Many new and experimental treatments for diabetic foot ulcers have emerged in recent years. Dermagraft®, Smith and Nephew (cultured human dermis) and Apligraf®, Novartis (Graftskin) (bi-lay-ered bioengineered skin substitute) have been shown to shorten healing time and to produce a significantly greater proportion of healed ulcers. Platelet-derived growth factor (becaplermin) has been used to heal small low-grade ulcers. Hyperbaric oxygen has been shown to accelerate the rate of healing and increase the number of wounds completely healed. Debride-ment with maggots is simple and effective for cleaning chronic wounds and initiating granulation. None of these techniques has become an accepted standard therapy for the treatment of diabetic foot ulcers and further assessments of efficacy and cost-effectiveness are required.
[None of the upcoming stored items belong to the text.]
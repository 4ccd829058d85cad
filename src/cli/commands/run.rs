//! Run command - build the image and serve it

use super::build::{build, summarize};
use super::{pipeline, ProjectContext};
use crate::cli::args::RunArgs;
use crate::error::DockyardResult;
use crate::service::StopReason;
use crate::ui::{self, Status, TaskSpinner, UiContext};

/// Execute the run command
pub async fn execute(args: RunArgs, project: &ProjectContext) -> DockyardResult<()> {
    let ctx = UiContext::detect();
    ui::intro(&ctx, "dockyard run");

    let (mut pipeline, outcome) = build(&ctx, pipeline(&project.config), args.fresh).await?;
    summarize(&ctx, &outcome);

    let mut spinner = TaskSpinner::new(&ctx);
    spinner.start(&format!(
        "Starting {} on {}",
        project.config.service.entry,
        project.config.service.bind_addr()
    ));
    let service = match pipeline.serve(&outcome).await {
        Ok(service) => service,
        Err(e) => {
            spinner.stop_error(e.kind());
            return Err(e);
        }
    };
    spinner.stop(&format!(
        "Serving {} on {}",
        service.entry().locator,
        service.local_addr()
    ));
    ui::remark(&ctx, "Press Ctrl-C to stop");

    match service.wait_for_shutdown().await? {
        StopReason::Signal => ui::outro(&ctx, Status::Ok, "Service stopped"),
        StopReason::WorkerExited => ui::outro(&ctx, Status::Warn, "Worker exited"),
    }
    Ok(())
}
The assessment of foot ulcer risk, the dissemination of good foot care advice and early and urgent treatment of established ulceration are the mainstays of the prevention of amputation secondary to diabetic foot ulcers. Comprehensive screening programs and treatment programs have been shown to reduce the risk of amputation. Preventative podiatric care should be given to all patients at risk. Simple measures, such as the debridement of callus and the fitting of appropriate shoes, often with the help of an orthotist, may be all that is necessary to prevent one of the most devastating and feared complications of diabetes, amputation.